Les journalistes questionnent aussi leur style de vie, leur éducation, le modèle qu’ils ont reçu de leur père et la violence dont ils sont eux-mêmes coupables dans leur vie quotidienne, comme Paul Berkowitz. Il admet avoir usé de force contre les femmes de sa vie, même s’il n’a jamais violé personne, car la violence peut être psychologique, financière, verbale.

Un gros manque de financement  

En même temps, les organisations ont du renvoyer leur personnel par manque de financements. La plus célèbre, Rape Crisis, risque de fermer bientôt, alors que le nombre de viols augmente sans cesse. Elle ne fonctionne qu’avec une salariée (la directrice) et 60 volontaires, pour le moment. Ce n’est pas la seule organisation incapable de répondre à la situation de crise que connait le pays à cause de coupes de budgets.

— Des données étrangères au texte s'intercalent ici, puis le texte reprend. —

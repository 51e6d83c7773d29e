use std::path::PathBuf;
use std::sync::Arc;

use chrono::NaiveDate;
use coach_tracker::coaching::{
    CoachingService, FileStore, KeyValueRepository, MemoryStore, ThresholdTrendPolicy,
};
use coach_tracker::config::AppConfig;
use coach_tracker::error::AppError;
use tracing::debug;

pub(crate) type FileRepository = KeyValueRepository<FileStore>;
pub(crate) type MemoryRepository = KeyValueRepository<MemoryStore>;

pub(crate) fn file_service(
    config: &AppConfig,
    data_dir: Option<PathBuf>,
) -> Result<CoachingService<FileRepository>, AppError> {
    let root = data_dir.unwrap_or_else(|| config.storage.data_dir.clone());
    let store = FileStore::open(&root)?;
    debug!(data_dir = %root.display(), "opened file store");
    let repository = Arc::new(KeyValueRepository::new(store));
    let policy = Arc::new(ThresholdTrendPolicy::new(config.trend.clone()));
    Ok(CoachingService::new(repository, policy))
}

pub(crate) fn memory_service(config: &AppConfig) -> CoachingService<MemoryRepository> {
    let repository = Arc::new(KeyValueRepository::new(MemoryStore::new()));
    let policy = Arc::new(ThresholdTrendPolicy::new(config.trend.clone()));
    CoachingService::new(repository, policy)
}

pub(crate) fn parse_date(raw: &str) -> Result<NaiveDate, String> {
    NaiveDate::parse_from_str(raw.trim(), "%Y-%m-%d")
        .map_err(|err| format!("failed to parse '{raw}' as YYYY-MM-DD ({err})"))
}
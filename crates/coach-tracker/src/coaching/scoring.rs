use std::fmt;

use serde::{Deserialize, Serialize};

use super::domain::{MetricKind, PerformanceMetrics};
use super::rating::InvalidRatingError;

/// Sum of the six metric ratings, always within `6..=30`.
#[derive(Debug, Clone, Copy, PartialEq, Eq, PartialOrd, Ord, Hash, Serialize, Deserialize)]
#[serde(try_from = "i64", into = "u8")]
pub struct OverallScore(u8);

impl OverallScore {
    pub const MIN: u8 = 6;
    pub const MAX: u8 = 30;

    pub const fn value(self) -> u8 {
        self.0
    }

    pub fn band(self) -> ScoreBand {
        score_band(self)
    }

    pub fn percentage(self) -> f64 {
        score_percentage(self)
    }
}

impl TryFrom<i64> for OverallScore {
    type Error = ScoreOutOfRange;

    fn try_from(value: i64) -> Result<Self, Self::Error> {
        if (i64::from(Self::MIN)..=i64::from(Self::MAX)).contains(&value) {
            Ok(Self(value as u8))
        } else {
            Err(ScoreOutOfRange(value))
        }
    }
}

impl From<OverallScore> for u8 {
    fn from(value: OverallScore) -> Self {
        value.0
    }
}

impl fmt::Display for OverallScore {
    fn fmt(&self, f: &mut fmt::Formatter<'_>) -> fmt::Result {
        write!(f, "{}/{}", self.0, Self::MAX)
    }
}

/// A stored score snapshot that cannot have come from six valid ratings.
#[derive(Debug, Clone, Copy, PartialEq, Eq, thiserror::Error)]
#[error("overall score {0} is outside 6..=30")]
pub struct ScoreOutOfRange(pub i64);

/// Errors raised while turning metric input into a scorable set.
#[derive(Debug, Clone, PartialEq, Eq, thiserror::Error)]
pub enum MetricsError {
    #[error("{metric}: {source}")]
    InvalidRating {
        metric: MetricKind,
        #[source]
        source: InvalidRatingError,
    },
    #[error("incomplete metrics: missing {}", format_missing(.missing))]
    Incomplete { missing: Vec<MetricKind> },
}

fn format_missing(missing: &[MetricKind]) -> String {
    missing
        .iter()
        .map(|kind| kind.key())
        .collect::<Vec<_>>()
        .join(", ")
}

/// Qualitative band for an overall score. Distinct from the per-rating labels.
#[derive(Debug, Clone, Copy, PartialEq, Eq, Hash, Serialize, Deserialize)]
#[serde(rename_all = "snake_case")]
pub enum ScoreBand {
    High,
    Good,
    Fair,
    Low,
}

impl ScoreBand {
    pub const fn label(self) -> &'static str {
        match self {
            ScoreBand::High => "high",
            ScoreBand::Good => "good",
            ScoreBand::Fair => "fair",
            ScoreBand::Low => "low",
        }
    }

    /// Theme palette slot used for score chips.
    pub const fn color_token(self) -> &'static str {
        match self {
            ScoreBand::High => "success.main",
            ScoreBand::Good => "info.main",
            ScoreBand::Fair => "warning.main",
            ScoreBand::Low => "error.main",
        }
    }
}

impl fmt::Display for ScoreBand {
    fn fmt(&self, f: &mut fmt::Formatter<'_>) -> fmt::Result {
        f.write_str(self.label())
    }
}

const HIGH_THRESHOLD: f64 = 80.0;
const GOOD_THRESHOLD: f64 = 60.0;
const FAIR_THRESHOLD: f64 = 40.0;

pub fn compute_overall_score(metrics: &PerformanceMetrics) -> OverallScore {
    let total: u8 = metrics.iter().map(|(_, rating)| rating.value()).sum();
    OverallScore(total)
}

/// Lower band edges are inclusive: 24 is high, 18 good, 12 fair.
pub fn score_band(score: OverallScore) -> ScoreBand {
    // Compare in integer space so 24/30 lands exactly on 80%.
    let scaled = u32::from(score.value()) * 100;
    let max = u32::from(OverallScore::MAX);
    if scaled >= HIGH_THRESHOLD as u32 * max {
        ScoreBand::High
    } else if scaled >= GOOD_THRESHOLD as u32 * max {
        ScoreBand::Good
    } else if scaled >= FAIR_THRESHOLD as u32 * max {
        ScoreBand::Fair
    } else {
        ScoreBand::Low
    }
}

pub fn score_percentage(score: OverallScore) -> f64 {
    f64::from(score.value()) / f64::from(OverallScore::MAX) * 100.0
}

Or, sans argent, impossible d’investir dans le changement des dynamiques des communautés, de faire passer des messages dans les écoles et les collectivités. Il faut de l’argent pour lutter contre le chômage et contre le trop grand problème des drogues. La méthamphétamine, appelé TIK, qui rend violent et fait disparaître les inhibitions, est devenu la drogue principale des Sud- africains depuis 2005. Il faut payer des cures de désintoxication. Il faut que les professionnels de la santé et les fermiers travaillent sur le niveau d’alcoolisme des régions rurales afin de perdre un autre triste titre : la capitale mondiale du syndrome fœtal alcoolique[1]. Il faut de l’argent pour renforcer le système judiciaire, réduire les files d’attente des dossiers, et condamner les violeurs. Il faut de l’argent contre le manque d’organisations civiles qui luttent contre ces fléaux.

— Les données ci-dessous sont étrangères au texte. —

use std::fmt;

use chrono::NaiveDate;
use serde::{Deserialize, Serialize};

use super::progress::{ProgressEntry, TrendReading};
use super::rating::{validate_rating, Rating};
use super::scoring::{compute_overall_score, MetricsError};

/// Identifier wrapper for registered athletes.
#[derive(Debug, Clone, PartialEq, Eq, PartialOrd, Ord, Hash, Serialize, Deserialize)]
#[serde(transparent)]
pub struct AthleteId(pub String);

/// Identifier wrapper for saved assessments.
#[derive(Debug, Clone, PartialEq, Eq, PartialOrd, Ord, Hash, Serialize, Deserialize)]
#[serde(transparent)]
pub struct AssessmentId(pub String);

/// Identifier wrapper for logged competitions.
#[derive(Debug, Clone, PartialEq, Eq, PartialOrd, Ord, Hash, Serialize, Deserialize)]
#[serde(transparent)]
pub struct CompetitionId(pub String);

impl fmt::Display for AthleteId {
    fn fmt(&self, f: &mut fmt::Formatter<'_>) -> fmt::Result {
        f.write_str(&self.0)
    }
}

impl fmt::Display for AssessmentId {
    fn fmt(&self, f: &mut fmt::Formatter<'_>) -> fmt::Result {
        f.write_str(&self.0)
    }
}

impl fmt::Display for CompetitionId {
    fn fmt(&self, f: &mut fmt::Formatter<'_>) -> fmt::Result {
        f.write_str(&self.0)
    }
}

/// Roster entry for a coached athlete.
#[derive(Debug, Clone, PartialEq, Eq, Serialize, Deserialize)]
#[serde(rename_all = "camelCase")]
pub struct Athlete {
    pub id: AthleteId,
    pub name: String,
    pub sport: String,
    pub position: String,
    pub age_grade: String,
    pub season: String,
    pub goals: String,
    #[serde(default, skip_serializing_if = "Option::is_none")]
    pub profile_image: Option<String>,
}

/// The six rated performance dimensions.
#[derive(Debug, Clone, Copy, PartialEq, Eq, PartialOrd, Ord, Hash, Serialize, Deserialize)]
#[serde(rename_all = "camelCase")]
pub enum MetricKind {
    TechnicalSkills,
    TacticalAwareness,
    PhysicalFitness,
    MentalFortitude,
    Teamwork,
    Coachability,
}

impl MetricKind {
    pub const fn ordered() -> [MetricKind; 6] {
        [
            MetricKind::TechnicalSkills,
            MetricKind::TacticalAwareness,
            MetricKind::PhysicalFitness,
            MetricKind::MentalFortitude,
            MetricKind::Teamwork,
            MetricKind::Coachability,
        ]
    }

    pub const fn label(self) -> &'static str {
        match self {
            MetricKind::TechnicalSkills => "Technical Skills",
            MetricKind::TacticalAwareness => "Tactical Awareness",
            MetricKind::PhysicalFitness => "Physical Fitness",
            MetricKind::MentalFortitude => "Mental Fortitude",
            MetricKind::Teamwork => "Teamwork",
            MetricKind::Coachability => "Coachability",
        }
    }

    /// Field name used in stored records.
    pub const fn key(self) -> &'static str {
        match self {
            MetricKind::TechnicalSkills => "technicalSkills",
            MetricKind::TacticalAwareness => "tacticalAwareness",
            MetricKind::PhysicalFitness => "physicalFitness",
            MetricKind::MentalFortitude => "mentalFortitude",
            MetricKind::Teamwork => "teamwork",
            MetricKind::Coachability => "coachability",
        }
    }
}

impl fmt::Display for MetricKind {
    fn fmt(&self, f: &mut fmt::Formatter<'_>) -> fmt::Result {
        f.write_str(self.key())
    }
}

/// A complete, validated set of the six metric ratings.
#[derive(Debug, Clone, Copy, PartialEq, Eq, Serialize, Deserialize)]
#[serde(rename_all = "camelCase")]
pub struct PerformanceMetrics {
    pub technical_skills: Rating,
    pub tactical_awareness: Rating,
    pub physical_fitness: Rating,
    pub mental_fortitude: Rating,
    pub teamwork: Rating,
    pub coachability: Rating,
}

impl PerformanceMetrics {
    pub fn get(&self, kind: MetricKind) -> Rating {
        match kind {
            MetricKind::TechnicalSkills => self.technical_skills,
            MetricKind::TacticalAwareness => self.tactical_awareness,
            MetricKind::PhysicalFitness => self.physical_fitness,
            MetricKind::MentalFortitude => self.mental_fortitude,
            MetricKind::Teamwork => self.teamwork,
            MetricKind::Coachability => self.coachability,
        }
    }

    pub fn iter(&self) -> impl Iterator<Item = (MetricKind, Rating)> + '_ {
        MetricKind::ordered()
            .into_iter()
            .map(move |kind| (kind, self.get(kind)))
    }

    /// The same rating for every metric. Handy for quick assessments and fixtures.
    pub fn uniform(rating: Rating) -> Self {
        Self {
            technical_skills: rating,
            tactical_awareness: rating,
            physical_fitness: rating,
            mental_fortitude: rating,
            teamwork: rating,
            coachability: rating,
        }
    }
}

/// Unvalidated metric input as collected by a form or command line.
#[derive(Debug, Clone, Copy, Default, PartialEq, Eq, Serialize, Deserialize)]
#[serde(rename_all = "camelCase", default)]
pub struct MetricsDraft {
    pub technical_skills: Option<i64>,
    pub tactical_awareness: Option<i64>,
    pub physical_fitness: Option<i64>,
    pub mental_fortitude: Option<i64>,
    pub teamwork: Option<i64>,
    pub coachability: Option<i64>,
}

impl MetricsDraft {
    pub fn get(&self, kind: MetricKind) -> Option<i64> {
        match kind {
            MetricKind::TechnicalSkills => self.technical_skills,
            MetricKind::TacticalAwareness => self.tactical_awareness,
            MetricKind::PhysicalFitness => self.physical_fitness,
            MetricKind::MentalFortitude => self.mental_fortitude,
            MetricKind::Teamwork => self.teamwork,
            MetricKind::Coachability => self.coachability,
        }
    }

    pub fn set(&mut self, kind: MetricKind, value: i64) {
        let slot = match kind {
            MetricKind::TechnicalSkills => &mut self.technical_skills,
            MetricKind::TacticalAwareness => &mut self.tactical_awareness,
            MetricKind::PhysicalFitness => &mut self.physical_fitness,
            MetricKind::MentalFortitude => &mut self.mental_fortitude,
            MetricKind::Teamwork => &mut self.teamwork,
            MetricKind::Coachability => &mut self.coachability,
        };
        *slot = Some(value);
    }

    /// Turns the draft into ratings. Missing metrics are reported before range errors so the
    /// caller sees every empty field at once; no missing field is ever defaulted.
    pub fn validate(&self) -> Result<PerformanceMetrics, MetricsError> {
        let missing: Vec<MetricKind> = MetricKind::ordered()
            .into_iter()
            .filter(|kind| self.get(*kind).is_none())
            .collect();
        if !missing.is_empty() {
            return Err(MetricsError::Incomplete { missing });
        }

        let rating = |kind: MetricKind| -> Result<Rating, MetricsError> {
            let raw = self.get(kind).unwrap_or_default();
            validate_rating(raw).map_err(|source| MetricsError::InvalidRating {
                metric: kind,
                source,
            })
        };

        Ok(PerformanceMetrics {
            technical_skills: rating(MetricKind::TechnicalSkills)?,
            tactical_awareness: rating(MetricKind::TacticalAwareness)?,
            physical_fitness: rating(MetricKind::PhysicalFitness)?,
            mental_fortitude: rating(MetricKind::MentalFortitude)?,
            teamwork: rating(MetricKind::Teamwork)?,
            coachability: rating(MetricKind::Coachability)?,
        })
    }
}

impl From<PerformanceMetrics> for MetricsDraft {
    fn from(metrics: PerformanceMetrics) -> Self {
        let mut draft = MetricsDraft::default();
        for (kind, rating) in metrics.iter() {
            draft.set(kind, i64::from(rating.value()));
        }
        draft
    }
}

/// Free-text development buckets captured alongside the ratings.
#[derive(Debug, Clone, Default, PartialEq, Eq, Serialize, Deserialize)]
#[serde(rename_all = "camelCase", default)]
pub struct DevelopmentPlan {
    pub strengths: Vec<String>,
    pub areas_for_improvement: Vec<String>,
    pub short_term_goals: Vec<String>,
    pub medium_term_goals: Vec<String>,
    pub long_term_goals: Vec<String>,
    pub recommended_drills: Vec<String>,
}

impl DevelopmentPlan {
    /// The headline focus recorded in progress history: the first non-blank area for
    /// improvement, trimmed. Blank leading entries are skipped.
    pub fn key_focus(&self) -> String {
        self.areas_for_improvement
            .iter()
            .map(|area| area.trim())
            .find(|area| !area.is_empty())
            .unwrap_or_default()
            .to_string()
    }
}

#[derive(Debug, Clone, PartialEq, Eq, Serialize, Deserialize)]
#[serde(rename_all = "camelCase")]
pub struct TechnicalSkill {
    pub name: String,
    pub rating: Rating,
    #[serde(default)]
    pub notes: String,
}

/// Athlete-authored reflection attached to an assessment.
#[derive(Debug, Clone, Default, PartialEq, Eq, Serialize, Deserialize)]
#[serde(rename_all = "camelCase", default)]
pub struct SelfAssessment {
    pub what_went_well: String,
    pub challenges: String,
    pub preparation_effectiveness: String,
    pub skill_focus: String,
    pub coach_support_needed: String,
}

/// Point-in-time progress snapshot stored with an assessment.
#[derive(Debug, Clone, PartialEq, Eq, Serialize, Deserialize)]
#[serde(rename_all = "camelCase")]
pub struct ProgressRecord {
    pub history: Vec<ProgressEntry>,
    pub trend: TrendReading,
    #[serde(default)]
    pub notes: String,
}

/// A saved assessment. Updates replace the whole record.
#[derive(Debug, Clone, PartialEq, Eq, Serialize, Deserialize)]
#[serde(rename_all = "camelCase")]
pub struct Assessment {
    pub id: AssessmentId,
    pub athlete_id: AthleteId,
    pub date: NaiveDate,
    pub performance_metrics: PerformanceMetrics,
    #[serde(default)]
    pub development_plan: DevelopmentPlan,
    pub progress: ProgressRecord,
    #[serde(default)]
    pub technical_skills: Vec<TechnicalSkill>,
    #[serde(default, skip_serializing_if = "Option::is_none")]
    pub self_assessment: Option<SelfAssessment>,
    /// Competition entries the browser client nests in an assessment. Kept opaque and written
    /// back unchanged; competitions logged here live in their own collection.
    #[serde(default, skip_serializing_if = "Vec::is_empty")]
    pub competitions: Vec<serde_json::Value>,
}

impl Assessment {
    /// This assessment's own entry, recomputed from its metrics rather than read from history.
    pub fn progress_entry(&self) -> ProgressEntry {
        ProgressEntry {
            date: self.date,
            overall_score: compute_overall_score(&self.performance_metrics),
            key_focus: self.development_plan.key_focus(),
        }
    }
}

/// Competition log entry with the three game-day ratings.
#[derive(Debug, Clone, PartialEq, Eq, Serialize, Deserialize)]
#[serde(rename_all = "camelCase")]
pub struct Competition {
    pub id: CompetitionId,
    pub athlete_id: AthleteId,
    pub date: NaiveDate,
    pub opponent: String,
    pub result: String,
    #[serde(default)]
    pub playing_time: String,
    #[serde(default)]
    pub pre_competition_goals: Vec<String>,
    #[serde(default)]
    pub key_statistics: Vec<String>,
    #[serde(default)]
    pub highlight_moments: Vec<String>,
    #[serde(default)]
    pub challenge_areas: Vec<String>,
    pub mental_readiness: Rating,
    pub execution_of_game_plan: Rating,
    pub adaptability: Rating,
    #[serde(default)]
    pub additional_observations: String,
}

#[cfg(test)]
mod tests {
    use super::*;

    fn plan(areas: &[&str]) -> DevelopmentPlan {
        DevelopmentPlan {
            areas_for_improvement: areas.iter().map(|area| area.to_string()).collect(),
            ..DevelopmentPlan::default()
        }
    }

    #[test]
    fn key_focus_is_the_first_non_blank_area() {
        assert_eq!(plan(&["  Scanning ", "Passing"]).key_focus(), "Scanning");
        assert_eq!(plan(&["", "   ", "Passing"]).key_focus(), "Passing");
        assert_eq!(plan(&["  "]).key_focus(), "");
        assert_eq!(plan(&[]).key_focus(), "");
    }
}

Cela va-t-il suffire pour faire changer les choses ?

Une Commission d’enquête a été nommée, soutenue par la section féminine du parti dirigeant, l’ANC. Les politiciens de l’autre parti important, l’Alliance démocratique (DA) renchérissent avec leurs propres exigences et leurs questions dérangeantes, des manifestations éclosent dans le pays. Le secteur privé doit se remettre en question aussi : il est normal de loger les travailleurs des mines par exemple loin de leur famille, dans des dortoirs insalubres où règne la violence physique et sexuelle.

Si 10 milliards de rands semblent une somme énorme, il faut se demander combien d’argent cela coûterait de continuer à ignorer les violences faites à la moitié de la population. Combien pour les arrestations, les poursuites judiciaires, les prisonniers, les femmes déprimées, négatives, malades, incapables de continuer à être un individu productif de la société, les enfants traumatisés, les familles détruites, les suicides, les soins médicaux, psychiatriques, les problèmes qui se répercutent d’une génération sur l’autre ? C’est le prix de l’inaction qui est trop haut.

Toutefois, aux États-Unis, on voit aussi que Sean Penn, Mel Gibson, Charlie Sheen, ou Chris Brown, tous coupables de violences conjugales, continuent leur carrière comme si de rien n’était.